The expression to determine the net force is given as:
\(\begin{aligned}{c}{F_{\rm{n}}} &= {F_{{\rm{CH}}}} + {F_{{\rm{CN}}}} + {F_{{\rm{OH}}}} + {F_{{\rm{ON}}}}\\{F_{\rm{n}}} &= - \frac{{k{q_1}{q_2}}}{{{{\left( {{r_1} + \left( {{r_3} - {r_2}} \right)} \right)}^2}}} + \frac{{k{q_1}{q_2}}}{{{{\left( {{r_1} + {r_3}} \right)}^2}}} + \frac{{k{q_1}{q_2}}}{{{{\left( {{r_3} - {r_2}} \right)}^2}}} - \frac{{k{q_1}{q_2}}}{{{r_3}^2}}\\{F_{\rm{n}}} &= \left( {k{q_1}{q_2}} \right)\left( { - \frac{1}{{{{\left( {{r_1} + \left( {{r_3} - {r_2}} \right)} \right)}^2}}} + \frac{1}{{{{\left( {{r_1} + {r_3}} \right)}^2}}} + \frac{1}{{{{\left( {{r_3} - {r_2}} \right)}^2}}} - \frac{1}{{{r_3}^2}}} \right)\end{aligned}\)
Here, kis Coulomb’s constant.
Substitute the values in the above expression.

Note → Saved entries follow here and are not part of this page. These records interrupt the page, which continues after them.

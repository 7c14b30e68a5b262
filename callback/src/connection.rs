//! Per-call WebSocket connection to the control plane.
//!
//! One [`StreamConnection`] exists per streaming call, keyed by `call_id` in
//! the [`StreamConnectionManager`]. The manager owns the map; the orchestrator
//! owns the connection for the duration of its stream and releases it through
//! [`StreamConnectionManager::close`] on every termination path.

use std::collections::HashMap;
use std::sync::atomic::{AtomicBool, Ordering};
use std::sync::{Arc, Mutex};
use std::time::Duration;

use futures_util::stream::{SplitSink, SplitStream};
use futures_util::{SinkExt, StreamExt};
use serde_json::Value;
use thiserror::Error;
use tokio::net::TcpStream;
use tokio_tungstenite::tungstenite::Message;
use tokio_tungstenite::{MaybeTlsStream, WebSocketStream};

use wire::{ClientFrame, ServerFrame};

type WsSink = SplitSink<WebSocketStream<MaybeTlsStream<TcpStream>>, Message>;
type WsSource = SplitStream<WebSocketStream<MaybeTlsStream<TcpStream>>>;

#[derive(Debug, Error)]
pub enum ConnectionError {
    #[error("websocket connect to {url} failed: {source}")]
    Connect {
        url: String,
        source: tokio_tungstenite::tungstenite::Error,
    },
    #[error("websocket send failed: {0}")]
    Send(tokio_tungstenite::tungstenite::Error),
    #[error("frame serialization failed: {0}")]
    Serialize(#[from] serde_json::Error),
    #[error("timed out waiting for control plane reply")]
    ReceiveTimeout,
}

/// One live channel between the orchestrator and the control plane.
pub struct StreamConnection {
    call_id: String,
    writer: tokio::sync::Mutex<WsSink>,
    reader: tokio::sync::Mutex<WsSource>,
    closed: AtomicBool,
}

impl StreamConnection {
    /// Opens the WebSocket for `call_id` and sends the initial `START` frame.
    pub async fn open(
        url: &str,
        call_id: &str,
        start_payload: Value,
    ) -> Result<Self, ConnectionError> {
        let (socket, _) = tokio_tungstenite::connect_async(url)
            .await
            .map_err(|source| ConnectionError::Connect {
                url: url.to_string(),
                source,
            })?;
        let (writer, reader) = socket.split();
        let connection = Self {
            call_id: call_id.to_string(),
            writer: tokio::sync::Mutex::new(writer),
            reader: tokio::sync::Mutex::new(reader),
            closed: AtomicBool::new(false),
        };
        connection
            .send(&ClientFrame::Start {
                data: start_payload,
            })
            .await?;
        Ok(connection)
    }

    pub fn call_id(&self) -> &str {
        &self.call_id
    }

    pub async fn send(&self, frame: &ClientFrame) -> Result<(), ConnectionError> {
        let json = serde_json::to_string(frame)?;
        let mut writer = self.writer.lock().await;
        writer
            .send(Message::Text(json))
            .await
            .map_err(ConnectionError::Send)
    }

    /// Waits up to `timeout` for the next server frame.
    ///
    /// `Ok(None)` means the socket closed (abnormal disconnect included); the
    /// caller treats that as loss of the control plane. Elapsing the timeout
    /// is its own error so callers can fail open on just that chunk.
    pub async fn receive(&self, timeout: Duration) -> Result<Option<ServerFrame>, ConnectionError> {
        let mut reader = self.reader.lock().await;
        loop {
            let next = match tokio::time::timeout(timeout, reader.next()).await {
                Ok(n) => n,
                Err(_) => return Err(ConnectionError::ReceiveTimeout),
            };
            match next {
                Some(Ok(Message::Text(text))) => match serde_json::from_str(&text) {
                    Ok(frame) => return Ok(Some(frame)),
                    Err(e) => {
                        tracing::warn!(
                            call_id = %self.call_id,
                            "unparseable control plane frame ({e}); treating as closed"
                        );
                        return Ok(None);
                    }
                },
                Some(Ok(Message::Close(_))) | None => {
                    self.closed.store(true, Ordering::SeqCst);
                    return Ok(None);
                }
                Some(Ok(_)) => continue,
                Some(Err(e)) => {
                    tracing::warn!(call_id = %self.call_id, "websocket read error: {e}");
                    self.closed.store(true, Ordering::SeqCst);
                    return Ok(None);
                }
            }
        }
    }

    /// Idempotent close.
    pub async fn close(&self) {
        if self.closed.swap(true, Ordering::SeqCst) {
            return;
        }
        let mut writer = self.writer.lock().await;
        if let Err(e) = writer.send(Message::Close(None)).await {
            tracing::debug!(call_id = %self.call_id, "websocket close failed: {e}");
        }
    }
}

/// Multiplexes at most one control-plane connection per call.
#[derive(Default)]
pub struct StreamConnectionManager {
    slots: Mutex<HashMap<String, Arc<StreamConnection>>>,
}

impl StreamConnectionManager {
    pub fn new() -> Self {
        Self::default()
    }

    /// Returns the existing connection for `call_id`, or opens a new one and
    /// sends `START` with `start_payload`. Ownership of the slot is exclusive
    /// to the stream that created it.
    pub async fn get_or_create(
        &self,
        url: &str,
        call_id: &str,
        start_payload: Value,
    ) -> Result<Arc<StreamConnection>, ConnectionError> {
        if let Some(existing) = self.lookup(call_id) {
            return Ok(existing);
        }
        let connection = Arc::new(StreamConnection::open(url, call_id, start_payload).await?);
        self.slots
            .lock()
            .unwrap_or_else(std::sync::PoisonError::into_inner)
            .insert(call_id.to_string(), connection.clone());
        Ok(connection)
    }

    pub fn lookup(&self, call_id: &str) -> Option<Arc<StreamConnection>> {
        self.slots
            .lock()
            .unwrap_or_else(std::sync::PoisonError::into_inner)
            .get(call_id)
            .cloned()
    }

    /// Idempotent teardown: closes the socket (if still open) and frees the
    /// slot so a later `lookup` returns `None`.
    pub async fn close(&self, call_id: &str) {
        let connection = self
            .slots
            .lock()
            .unwrap_or_else(std::sync::PoisonError::into_inner)
            .remove(call_id);
        if let Some(connection) = connection {
            connection.close().await;
        }
    }
}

\(\begin{aligned}{l}{F_{\rm{n}}} &= \left( \begin{aligned}{l}\left( {9.0 \times {{10}^9}\;{\rm{N}} \cdot {{\rm{m}}^{\rm{2}}}{\rm{/}}{{\rm{C}}^{\rm{2}}}} \right) \times \\\left( {0.4 \times 1.6 \times {{10}^{ - 19}}\;{\rm{C}}} \right) \times \\\left( {0.2 \times 1.6 \times {{10}^{ - 19}}\;{\rm{C}}} \right)\end{aligned} \right)\left( \begin{aligned}{l} - \frac{1}{{{{\left( {\left( {0.12 + \left( {0.28 - 0.10} \right)} \right) \times {{10}^{ - 9}}\;{\rm{m}}} \right)}^2}}} + \\\frac{1}{{{{\left( {\left( {0.12 + 0.28} \right) \times {{10}^{ - 9}}\;{\rm{m}}} \right)}^2}}}\\ + \frac{1}{{{{\left( {\left( {0.28 - 0.10} \right) \times {{10}^{ - 9}}\;{\rm{m}}} \right)}^2}}} - \frac{1}{{{{\left( {0.28 \times {{10}^{ - 9}}\;{\rm{m}}} \right)}^2}}}\end{aligned} \right)\\{F_{\rm{n}}} &= 2.4 \times {10^{ - 10}}\;{\rm{N}}\end{aligned}\)
Thus, the net force between the CO group and the NH group is \(2.4 \times {10^{ - 10}}\;{\rm{N}}\).